内臓飛び散るオフ

私は“春が嫌い”な人と、恋に落ちることが多い。

 

さきほど、ものすごーく、綺麗で、可愛い若い女性と会ってきた。その興奮冷めらやぬうちに、これを書いている。

 

可愛くて、スラッとしていて顔が小さくて、肌が白くて、人目を惹く、モデルさんみたいな女の子だった。

 

会って話すのは、今日が初めて。

でも、知っていたのは多分2014、5年ぐらいから。ブログというか、ダイアリーというか、それを通じての知り合いというかなんというか。そんなんである。

 

彼女は、「ミキさんが確か初めてコメントしてくれたの、あれ確か“春が嫌い”とかそんな話で。私も春は嫌いなんですけど、なんか怖かったです(笑)」

と、言った。ああ、確かに書いたかもしれない、それが初めてのコメントだったとは覚えていなかったが、確かに春は人の心を狂わせるとか、そんなことは書いた覚えがある。

 

初めて会う人だけど、もう既にお互いの、というか主に私の(彼女はあまり最近日記を書いていない)恥部は晒してしまっている。恥部であり、汚くて暗い部分。

普通は隠す所、まして初対面の人には。 

 

しかしブログを通じて知り合ってしまった私達は、幸か不幸か、お互いに興味を持った要因がそもそも、通常なら人には隠すべきところだったのだ。というか汚いところダダ漏れなのは主に私だけやけど。

 

で、高校生の頃から(!)長年はてなで書いている、割りと硬派な彼女は、芸術家であり、とある分野の表現者であり、それもすごく素敵だなあと思っていた。

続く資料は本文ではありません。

use std::{env, fmt, net::SocketAddr};

use super::server_bind_address;

pub const DEFAULT_API_BASE: &str = "https://api.stripe.com/v1/";
pub const DEFAULT_CURRENCY: &str = "usd";
pub const DEFAULT_MAX_BODY_BYTES: usize = 1024 * 1024;
pub const DEFAULT_WEBHOOK_TOLERANCE_SECS: u64 = 300;
const DEFAULT_SUCCESS_URL: &str = "http://localhost:8080/checkout/success";
const DEFAULT_CANCEL_URL: &str = "http://localhost:8080/checkout/cancel";

/// Application runtime environment.
#[derive(Debug, Clone, Copy, PartialEq, Eq)]
pub enum Environment {
    Development,
    Production,
    Test,
}

impl Environment {
    fn from_str(value: &str) -> Result<Self, ConfigError> {
        match value {
            "development" | "dev" => Ok(Self::Development),
            "production" | "prod" => Ok(Self::Production),
            "test" => Ok(Self::Test),
            other => Err(ConfigError::InvalidEnvironment(other.to_string())),
        }
    }

    /// Returns `true` when the current environment should behave as development.
    pub fn is_development(self) -> bool {
        matches!(self, Self::Development)
    }

    /// Returns the canonical name used for logging/metrics labels.
    pub fn as_str(self) -> &'static str {
        match self {
            Self::Development => "development",
            Self::Production => "production",
            Self::Test => "test",
        }
    }
}

/// Runtime configuration resolved from environment variables.
#[derive(Clone)]
pub struct AppConfig {
    pub bind_addr: SocketAddr,
    pub environment: Environment,
    pub database_url: String,
    pub payment: PaymentConfig,
    pub max_body_bytes: usize,
}

/// Settings for the payment processor integration.
#[derive(Clone)]
pub struct PaymentConfig {
    pub secret_key: String,
    /// Shared secret for webhook signatures. The webhook rejects every delivery when unset.
    pub webhook_secret: Option<String>,
    pub api_base: String,
    pub success_url: String,
    pub cancel_url: String,
    pub default_currency: String,
    pub webhook_tolerance_secs: u64,
}

impl AppConfig {
    /// Constructs the configuration by reading and validating environment variables.
    pub fn from_env() -> Result<Self, ConfigError> {
        let env_value = env::var("APP_ENV").unwrap_or_else(|_| "development".to_string());
        let environment = Environment::from_str(&env_value)?;
        let bind_addr = server_bind_address().map_err(ConfigError::BindAddress)?;

        let database_url = required("DATABASE_URL")?;
        let payment = PaymentConfig {
            secret_key: required("PAYMENT_SECRET_KEY")?,
            webhook_secret: optional("PAYMENT_WEBHOOK_SECRET"),
            api_base: optional("PAYMENT_API_BASE").unwrap_or_else(|| DEFAULT_API_BASE.to_string()),
            success_url: optional("CHECKOUT_SUCCESS_URL")
                .unwrap_or_else(|| DEFAULT_SUCCESS_URL.to_string()),
            cancel_url: optional("CHECKOUT_CANCEL_URL")
                .unwrap_or_else(|| DEFAULT_CANCEL_URL.to_string()),
            default_currency: optional("DEFAULT_CURRENCY")
                .map(|value| value.to_ascii_lowercase())
                .unwrap_or_else(|| DEFAULT_CURRENCY.to_string()),
            webhook_tolerance_secs: parse_number(
                "WEBHOOK_TOLERANCE_SECS",
                DEFAULT_WEBHOOK_TOLERANCE_SECS,
            )?,
        };
        let max_body_bytes = parse_number("MAX_BODY_BYTES", DEFAULT_MAX_BODY_BYTES)?;
        if max_body_bytes == 0 {
            return Err(ConfigError::InvalidNumber {
                name: "MAX_BODY_BYTES",
                value: "0".to_string(),
            });
        }

        Ok(Self {
            bind_addr,
            environment,
            database_url,
            payment,
            max_body_bytes,
        })
    }
}

impl fmt::Debug for AppConfig {
    fn fmt(&self, f: &mut fmt::Formatter<'_>) -> fmt::Result {
        f.debug_struct("AppConfig")
            .field("bind_addr", &self.bind_addr)
            .field("environment", &self.environment)
            .field("database_url", &"<redacted>")
            .field("payment", &self.payment)
            .field("max_body_bytes", &self.max_body_bytes)
            .finish()
    }
}

impl fmt::Debug for PaymentConfig {
    fn fmt(&self, f: &mut fmt::Formatter<'_>) -> fmt::Result {
        f.debug_struct("PaymentConfig")
            .field("secret_key", &"<redacted>")
            .field(
                "webhook_secret",
                &self.webhook_secret.as_ref().map(|_| "<redacted>"),
            )
            .field("api_base", &self.api_base)
            .field("success_url", &self.success_url)
            .field("cancel_url", &self.cancel_url)
            .field("default_currency", &self.default_currency)
            .field("webhook_tolerance_secs", &self.webhook_tolerance_secs)
            .finish()
    }
}

fn optional(name: &str) -> Option<String> {
    env::var(name)
        .ok()
        .map(|value| value.trim().to_string())
        .filter(|value| !value.is_empty())
}

fn required(name: &'static str) -> Result<String, ConfigError> {
    optional(name).ok_or(ConfigError::Missing(name))
}

fn parse_number<T: std::str::FromStr>(name: &'static str, default: T) -> Result<T, ConfigError> {
    match optional(name) {
        Some(value) => value
            .parse()
            .map_err(|_| ConfigError::InvalidNumber { name, value }),
        None => Ok(default),
    }
}

/// Errors that can occur during configuration loading.
#[derive(Debug)]
pub enum ConfigError {
    InvalidEnvironment(String),
    BindAddress(std::net::AddrParseError),
    Missing(&'static str),
    InvalidNumber { name: &'static str, value: String },
}

impl fmt::Display for ConfigError {
    fn fmt(&self, f: &mut fmt::Formatter<'_>) -> fmt::Result {
        match self {
            Self::InvalidEnvironment(value) => write!(
                f,
                "APP_ENV must be one of 'development', 'production', or 'test' (got {value})"
            ),
            Self::BindAddress(err) => write!(f, "invalid APP_BIND_ADDR value: {err}"),
            Self::Missing(name) => write!(f, "{name} must be set"),
            Self::InvalidNumber { name, value } => {
                write!(f, "{name} must be a positive integer (got {value})")
            }
        }
    }
}

impl std::error::Error for ConfigError {}

#[cfg(test)]
pub(crate) static ENV_GUARD: std::sync::LazyLock<std::sync::Mutex<()>> =
    std::sync::LazyLock::new(|| std::sync::Mutex::new(()));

そうしていたら、たまたま偶然、今週うちの近くに来る用事があるということを知り、今日は思いきってデートを申し込んでみたという次第である。

 

とても楽しくて、そして不思議な時間だった。

だって不思議やん、こんなふうに人と人が繋がることがあるなんて。新幹線の距離に住む人間同士。年齢も立場も違う。

 

そして、私は帰り道、かなり大きな独り言を呟いていた。

「腹、割りすぎたなあ……」

二時間たらずのお喋りだったけれど、楽しくて、正直、腹を割りすぎた。割って割って、ドロドロの内臓まで見せてしまった。

 

私には少ないけれど、大切な友人も居て、そして、何でも話してきた妹がいる。

しかし、先程は、その、親友にも妹にさえも、話したことのない話をしてしまった。

 

 

mikimiyamiki.hatenablog.com

 

このブログ自体がそもそも、ほぼ表の私とは違うもので成り立っているので、秘密といえば秘密なのだけれど、さらに言うつもりもなかったことに触れてしまった。

恥ずかしいLINEのiDも教えてしまった(LINEのIDは、後々変えられないらしいので皆様におかれましては是非気を付けて頂きたい)。

 

会ったばかりなのに。彼女もまた、少しプライベートな話を打ち明けてくれた。

 

普段属する組織の人間同士が打ち解けるには、とても時間がかかったり、なかなかわかり合えないことが多いが、何気なく旅先で出会った一期一会的なひとには、何故か心を開けてしまうことがある……という意味の文章をよんだことがある。松本清張だったかな、かなりうろ覚え。

 

今日の彼女は、一期一会とも、また違う。

画面の中ではもうずっと前から繋がっていた。コミュニケーションをするでもないけれど、誰にともなく発信する言葉を、お互い目にしてきた。きっとこれからも、そうなんだろう。

 

誰にともなく?いや多分私は彼女を意識していた。これからは一層意識してしまうだろう、何せ、飛び散る内臓を見せてしまったのだから。